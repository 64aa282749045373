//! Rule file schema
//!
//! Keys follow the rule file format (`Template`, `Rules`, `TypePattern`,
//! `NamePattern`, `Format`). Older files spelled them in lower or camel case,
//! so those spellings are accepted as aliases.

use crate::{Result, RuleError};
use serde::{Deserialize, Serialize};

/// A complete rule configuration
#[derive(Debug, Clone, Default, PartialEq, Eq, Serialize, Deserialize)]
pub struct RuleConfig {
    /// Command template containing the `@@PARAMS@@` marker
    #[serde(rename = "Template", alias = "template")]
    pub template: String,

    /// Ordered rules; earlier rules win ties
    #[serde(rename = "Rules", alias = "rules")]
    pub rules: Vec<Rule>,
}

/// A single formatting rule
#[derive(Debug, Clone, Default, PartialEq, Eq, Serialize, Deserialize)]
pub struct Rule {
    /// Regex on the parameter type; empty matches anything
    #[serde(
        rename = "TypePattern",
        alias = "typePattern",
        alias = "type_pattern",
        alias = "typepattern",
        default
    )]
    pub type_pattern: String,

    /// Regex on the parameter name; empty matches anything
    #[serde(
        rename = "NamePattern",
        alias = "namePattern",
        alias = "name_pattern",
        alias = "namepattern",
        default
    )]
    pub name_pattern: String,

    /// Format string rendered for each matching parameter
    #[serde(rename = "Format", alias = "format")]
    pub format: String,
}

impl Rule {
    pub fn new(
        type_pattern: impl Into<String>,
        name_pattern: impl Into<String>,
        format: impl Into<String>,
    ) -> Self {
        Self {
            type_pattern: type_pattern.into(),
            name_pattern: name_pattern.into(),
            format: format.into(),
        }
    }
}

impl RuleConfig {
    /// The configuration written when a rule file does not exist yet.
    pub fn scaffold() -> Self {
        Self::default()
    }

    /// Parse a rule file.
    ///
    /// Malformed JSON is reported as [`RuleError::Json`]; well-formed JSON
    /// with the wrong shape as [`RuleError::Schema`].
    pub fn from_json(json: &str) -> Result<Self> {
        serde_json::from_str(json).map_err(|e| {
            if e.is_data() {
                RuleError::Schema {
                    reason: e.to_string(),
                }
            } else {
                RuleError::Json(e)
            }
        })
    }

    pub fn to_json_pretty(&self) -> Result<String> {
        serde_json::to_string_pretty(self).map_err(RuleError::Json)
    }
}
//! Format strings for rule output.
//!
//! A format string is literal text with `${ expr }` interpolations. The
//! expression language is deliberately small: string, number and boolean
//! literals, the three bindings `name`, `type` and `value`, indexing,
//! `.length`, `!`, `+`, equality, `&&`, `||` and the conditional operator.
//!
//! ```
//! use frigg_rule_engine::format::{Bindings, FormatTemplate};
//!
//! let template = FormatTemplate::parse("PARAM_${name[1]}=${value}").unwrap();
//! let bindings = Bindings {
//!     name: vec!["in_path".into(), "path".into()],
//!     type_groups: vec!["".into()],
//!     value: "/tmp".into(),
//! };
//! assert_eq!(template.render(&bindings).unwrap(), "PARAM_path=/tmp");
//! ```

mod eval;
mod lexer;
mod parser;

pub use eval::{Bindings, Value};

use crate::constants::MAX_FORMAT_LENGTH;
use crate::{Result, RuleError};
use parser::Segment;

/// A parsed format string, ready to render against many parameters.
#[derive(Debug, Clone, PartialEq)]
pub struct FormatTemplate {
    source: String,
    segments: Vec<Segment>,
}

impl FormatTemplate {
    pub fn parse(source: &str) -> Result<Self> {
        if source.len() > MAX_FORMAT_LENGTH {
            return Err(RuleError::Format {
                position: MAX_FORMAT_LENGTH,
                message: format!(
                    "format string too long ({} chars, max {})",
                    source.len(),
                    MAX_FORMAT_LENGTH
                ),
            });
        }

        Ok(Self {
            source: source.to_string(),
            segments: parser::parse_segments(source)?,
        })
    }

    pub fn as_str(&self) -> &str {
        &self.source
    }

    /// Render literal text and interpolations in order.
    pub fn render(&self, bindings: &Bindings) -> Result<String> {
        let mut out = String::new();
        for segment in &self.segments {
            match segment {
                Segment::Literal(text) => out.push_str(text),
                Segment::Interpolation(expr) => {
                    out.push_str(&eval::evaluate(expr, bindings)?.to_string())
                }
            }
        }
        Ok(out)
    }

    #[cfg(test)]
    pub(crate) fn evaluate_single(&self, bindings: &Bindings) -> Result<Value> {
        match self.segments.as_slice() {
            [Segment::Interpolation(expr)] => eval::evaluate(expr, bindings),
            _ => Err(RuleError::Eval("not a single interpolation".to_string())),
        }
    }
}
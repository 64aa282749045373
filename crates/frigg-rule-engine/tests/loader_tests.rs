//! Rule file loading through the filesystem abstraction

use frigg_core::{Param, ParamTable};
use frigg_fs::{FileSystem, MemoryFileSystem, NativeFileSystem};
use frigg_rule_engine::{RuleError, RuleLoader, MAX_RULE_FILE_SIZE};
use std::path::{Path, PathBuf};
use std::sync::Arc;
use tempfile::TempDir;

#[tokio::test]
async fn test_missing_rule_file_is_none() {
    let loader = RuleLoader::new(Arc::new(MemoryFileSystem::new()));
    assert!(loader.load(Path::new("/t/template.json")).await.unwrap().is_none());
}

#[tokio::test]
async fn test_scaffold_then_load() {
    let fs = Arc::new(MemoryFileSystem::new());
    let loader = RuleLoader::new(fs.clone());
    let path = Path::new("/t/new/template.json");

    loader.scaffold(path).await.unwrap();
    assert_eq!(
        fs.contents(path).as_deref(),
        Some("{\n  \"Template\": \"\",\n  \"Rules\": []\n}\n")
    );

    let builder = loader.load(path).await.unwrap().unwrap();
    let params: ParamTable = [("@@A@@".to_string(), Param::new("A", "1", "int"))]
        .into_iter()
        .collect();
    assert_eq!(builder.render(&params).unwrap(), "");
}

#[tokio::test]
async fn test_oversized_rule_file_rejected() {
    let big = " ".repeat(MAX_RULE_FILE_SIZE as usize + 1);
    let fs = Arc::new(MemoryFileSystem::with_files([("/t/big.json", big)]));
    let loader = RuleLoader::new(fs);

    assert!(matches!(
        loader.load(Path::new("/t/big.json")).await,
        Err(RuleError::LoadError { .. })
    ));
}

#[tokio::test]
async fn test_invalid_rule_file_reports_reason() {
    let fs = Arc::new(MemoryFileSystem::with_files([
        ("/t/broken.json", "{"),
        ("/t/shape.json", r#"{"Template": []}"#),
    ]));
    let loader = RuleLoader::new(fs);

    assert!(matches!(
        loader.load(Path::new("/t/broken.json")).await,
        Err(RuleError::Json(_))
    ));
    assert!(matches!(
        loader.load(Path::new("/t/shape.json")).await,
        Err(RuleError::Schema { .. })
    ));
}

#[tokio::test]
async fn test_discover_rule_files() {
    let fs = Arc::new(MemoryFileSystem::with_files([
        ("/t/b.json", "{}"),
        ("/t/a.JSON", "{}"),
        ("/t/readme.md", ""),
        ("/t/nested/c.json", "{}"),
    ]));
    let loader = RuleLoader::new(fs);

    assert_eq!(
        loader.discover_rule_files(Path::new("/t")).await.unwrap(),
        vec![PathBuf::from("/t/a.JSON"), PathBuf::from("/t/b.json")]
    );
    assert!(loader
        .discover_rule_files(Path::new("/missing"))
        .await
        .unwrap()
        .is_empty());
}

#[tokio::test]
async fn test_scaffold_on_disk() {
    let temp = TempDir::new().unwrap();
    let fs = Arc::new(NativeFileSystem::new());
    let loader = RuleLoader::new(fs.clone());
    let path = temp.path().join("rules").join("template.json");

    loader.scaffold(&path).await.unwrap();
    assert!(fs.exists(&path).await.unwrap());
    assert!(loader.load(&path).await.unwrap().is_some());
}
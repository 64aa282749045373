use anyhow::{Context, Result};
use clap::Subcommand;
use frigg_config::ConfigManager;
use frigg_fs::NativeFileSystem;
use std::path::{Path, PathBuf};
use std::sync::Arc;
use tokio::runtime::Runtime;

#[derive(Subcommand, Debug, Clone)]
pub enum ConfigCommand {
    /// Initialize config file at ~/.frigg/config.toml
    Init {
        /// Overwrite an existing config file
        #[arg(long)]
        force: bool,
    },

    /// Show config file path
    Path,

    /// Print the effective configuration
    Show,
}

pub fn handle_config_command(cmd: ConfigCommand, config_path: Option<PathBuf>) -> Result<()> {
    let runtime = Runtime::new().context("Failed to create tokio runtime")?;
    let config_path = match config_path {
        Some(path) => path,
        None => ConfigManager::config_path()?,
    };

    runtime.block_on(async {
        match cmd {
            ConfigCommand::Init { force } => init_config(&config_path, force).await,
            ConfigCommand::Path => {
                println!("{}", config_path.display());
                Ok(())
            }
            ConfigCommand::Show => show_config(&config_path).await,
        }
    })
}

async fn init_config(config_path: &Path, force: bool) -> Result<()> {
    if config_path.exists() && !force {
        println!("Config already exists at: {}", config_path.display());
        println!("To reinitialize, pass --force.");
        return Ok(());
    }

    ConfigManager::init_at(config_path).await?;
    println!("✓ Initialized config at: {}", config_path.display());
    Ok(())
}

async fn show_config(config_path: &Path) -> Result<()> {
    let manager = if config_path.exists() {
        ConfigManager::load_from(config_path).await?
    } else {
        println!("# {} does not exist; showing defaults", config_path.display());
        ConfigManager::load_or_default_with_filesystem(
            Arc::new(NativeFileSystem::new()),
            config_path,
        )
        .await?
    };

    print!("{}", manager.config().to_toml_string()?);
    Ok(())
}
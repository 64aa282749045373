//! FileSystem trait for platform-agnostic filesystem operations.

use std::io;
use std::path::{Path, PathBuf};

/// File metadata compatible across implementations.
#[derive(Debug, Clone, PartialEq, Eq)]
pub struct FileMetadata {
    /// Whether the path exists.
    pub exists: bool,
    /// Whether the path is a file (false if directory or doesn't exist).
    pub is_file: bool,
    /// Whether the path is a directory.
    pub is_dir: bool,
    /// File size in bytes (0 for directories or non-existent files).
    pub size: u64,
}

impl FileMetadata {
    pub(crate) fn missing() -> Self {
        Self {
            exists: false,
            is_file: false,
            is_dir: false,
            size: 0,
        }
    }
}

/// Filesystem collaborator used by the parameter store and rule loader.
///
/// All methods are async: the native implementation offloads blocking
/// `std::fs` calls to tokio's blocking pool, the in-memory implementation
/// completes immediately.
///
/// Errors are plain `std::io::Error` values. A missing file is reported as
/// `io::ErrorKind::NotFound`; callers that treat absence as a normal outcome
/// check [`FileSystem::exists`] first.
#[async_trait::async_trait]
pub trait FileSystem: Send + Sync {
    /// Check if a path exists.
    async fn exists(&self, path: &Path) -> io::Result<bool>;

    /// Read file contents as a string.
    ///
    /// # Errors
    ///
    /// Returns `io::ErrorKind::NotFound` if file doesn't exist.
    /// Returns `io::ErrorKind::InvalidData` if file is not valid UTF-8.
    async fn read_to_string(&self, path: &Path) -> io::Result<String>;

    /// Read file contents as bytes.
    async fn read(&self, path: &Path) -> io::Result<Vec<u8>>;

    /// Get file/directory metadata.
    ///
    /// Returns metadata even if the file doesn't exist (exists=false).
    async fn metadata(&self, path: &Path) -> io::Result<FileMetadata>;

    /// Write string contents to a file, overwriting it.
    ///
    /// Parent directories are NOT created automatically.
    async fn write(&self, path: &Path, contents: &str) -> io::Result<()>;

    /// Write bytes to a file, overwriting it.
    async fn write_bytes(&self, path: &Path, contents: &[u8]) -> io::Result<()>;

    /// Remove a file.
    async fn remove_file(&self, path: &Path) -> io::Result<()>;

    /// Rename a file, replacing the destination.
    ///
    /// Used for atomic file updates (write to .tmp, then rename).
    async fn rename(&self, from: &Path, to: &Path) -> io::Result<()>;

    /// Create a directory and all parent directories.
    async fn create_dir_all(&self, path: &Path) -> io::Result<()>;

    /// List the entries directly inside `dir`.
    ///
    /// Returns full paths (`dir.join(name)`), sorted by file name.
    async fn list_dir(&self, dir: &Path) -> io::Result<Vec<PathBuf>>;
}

□ □ □ □

◆ Problem ◆
Spot the lines above that mention "NotFound" and copy them.

◆ Result ◆
/// `io::ErrorKind::NotFound`; callers that treat absence as a normal outcome
    /// Returns `io::ErrorKind::NotFound` if file doesn't exist.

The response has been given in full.